Friday, 10 July 2009

RECIPE BOOKS


“I refuse to believe that trading recipes is silly. Tuna fish casserole is at least as real as corporate stock.” - Barbara Grizzuti Harrison

Do you own a recipe book? I don’t mean the printed variety, rather, the good old-fashioned handwritten one, where favourite recipes have been added gradually and lovingly. A recipe book with a personal touch. One perhaps that you have inherited from your mother or grandmother? A beloved aunt, maybe? Surely everyone must have one of those kinds of recipe books. Once upon a time of course they were the only recipe books around and they included recipes not only for food, but also recipes for medicines and beauty aids, cosmetics and make-up.

Recipes and recipe books were the glue that bound social networking within families in the past. The circulation of recipes and collections of them in books lubricated the wheels of friendship and united families. They were the means whereby relationships were cemented and maintained the connections between the generations. How many old family recipes are still jealously guarded today lest an outsider get hold of them? Indeed, some of these old recipes still form the basis of many a large and profitable business, for example, Tabasco sauce…

With the advent of printing, recipe books became one of the staples of the industry, together with bibles and other religious books. People’s fascination with food and the way to prepare it assured these early printers of a steady market for their wares. Rather than the plethora of cookbooks that we see today, in the past they were few and famous. Mrs Beeton, for example, published her renowned one in 1861: “The Book of Household Management Comprising information for the Mistress, Housekeeper, Cook, Kitchen-Maid, Butler, Footman, Coachman, Valet, Upper and Under House-Maids, Lady’s-Maid, Maid-of-all-Work, Laundry-Maid, Nurse and Nurse-Maid, Monthly Wet and Sick Nurses, etc. etc.—also Sanitary, Medical, & Legal Memoranda: with a History of the Origin, Properties, and Uses of all Things Connected with Home Life and Comfort.”

As over 900 of the 1,112 pages of the Beeton book, contained recipes, the popular name for the volume is Mrs Beeton's Cookbook. Most of the recipes were illustrated with coloured engravings, and it was the first book to show recipes in the format that is still used today. Many of the recipes were plagiarised from earlier writers, but this was common practice and the Beetons never claimed that the book's contents were original. After all, we all do this with recipes and each cook will add his or her own personal touch.
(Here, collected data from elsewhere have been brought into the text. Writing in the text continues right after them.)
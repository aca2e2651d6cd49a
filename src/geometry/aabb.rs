// SPDX-License-Identifier: MIT
//
// Copyright (c) 2025 Alexandre Severino
//
// Permission is hereby granted, free of charge, to any person obtaining a copy
// of this software and associated documentation files (the "Software"), to deal
// in the Software without restriction, including without limitation the rights
// to use, copy, modify, merge, publish, distribute, sublicense, and/or sell
// copies of the Software, and to permit persons to whom the Software is
// furnished to do so, subject to the following conditions:
//
// The above copyright notice and this permission notice shall be included in
// all copies or substantial portions of the Software.
//
// THE SOFTWARE IS PROVIDED "AS IS", WITHOUT WARRANTY OF ANY KIND, EXPRESS OR
// IMPLIED, INCLUDING BUT NOT LIMITED TO THE WARRANTIES OF MERCHANTABILITY,
// FITNESS FOR A PARTICULAR PURPOSE AND NONINFRINGEMENT. IN NO EVENT SHALL THE
// AUTHORS OR COPYRIGHT HOLDERS BE LIABLE FOR ANY CLAIM, DAMAGES OR OTHER
// LIABILITY, WHETHER IN AN ACTION OF CONTRACT, TORT OR OTHERWISE, ARISING FROM,
// OUT OF OR IN CONNECTION WITH THE SOFTWARE OR THE USE OR OTHER DEALINGS IN THE
// SOFTWARE.

use crate::{geometry::point::Point3, numeric::scalar::Scalar};

/// An axis-aligned box in f64 that conservatively encloses geometry of any
/// scalar type.
#[derive(Clone, Copy, Debug, PartialEq)]
pub struct Aabb {
    pub min: [f64; 3],
    pub max: [f64; 3],
}

impl Aabb {
    pub fn new(min: [f64; 3], max: [f64; 3]) -> Self {
        Aabb { min, max }
    }

    /// Smallest box containing every point. Each coordinate contributes its
    /// enclosing interval, so exact values are widened outward.
    pub fn from_points<T: Scalar>(points: &[Point3<T>]) -> Self {
        let mut min = [f64::INFINITY; 3];
        let mut max = [f64::NEG_INFINITY; 3];
        for p in points {
            for i in 0..3 {
                let (lo, hi) = p[i].to_interval();
                min[i] = min[i].min(lo);
                max[i] = max[i].max(hi);
            }
        }
        Aabb { min, max }
    }

    pub fn union(&self, other: &Aabb) -> Aabb {
        Aabb {
            min: std::array::from_fn(|i| self.min[i].min(other.min[i])),
            max: std::array::from_fn(|i| self.max[i].max(other.max[i])),
        }
    }

    /// Closed overlap test: boxes that only touch still intersect.
    pub fn intersects(&self, other: &Aabb) -> bool {
        (0..3).all(|i| self.min[i] <= other.max[i] && other.min[i] <= self.max[i])
    }

    /// Center coordinate along axis `i`.
    pub fn center(&self, i: usize) -> f64 {
        0.5 * self.min[i] + 0.5 * self.max[i]
    }

    fn extent(&self, i: usize) -> f64 {
        self.max[i] - self.min[i]
    }

    /// Return the axis index with largest extent.
    pub fn longest_axis(&self) -> usize {
        let mut best_i = 0usize;
        let mut best = self.extent(0);
        for i in 1..3 {
            let e = self.extent(i);
            if e > best {
                best_i = i;
                best = e;
            }
        }
        best_i
    }
}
Older cookbooks are delightful to read as they are very quaint and sometimes use ingredients that are quite outlandish or outright bizarre. Here is a recipe from Anne Fanshawe’s recipe book of about 1664. It is believed to be the first recipe for ice cream in English:

“To make Icy Cream

Take three pints of the best cream, boyle it with a blade of Mace, or else perfume it with orang flowerwater or Ambergreece, sweeten the cream with sugar, let it stand till it is Quite cold, then put it into Boxes, either of Silver or tinn, then take Ice chopped into small peeces and putt it into a tub and set the Boxes in the ice covering them all over, and let them stand in the Ice two hours, and the Cream Will come to be Ice in the Boxes, then turne them out into a salver with some of the same Seasoned Cream, so serve it up at the Table.”

What is the oldest recipe you have? Where did you find, who gave it to you? Is it a good one?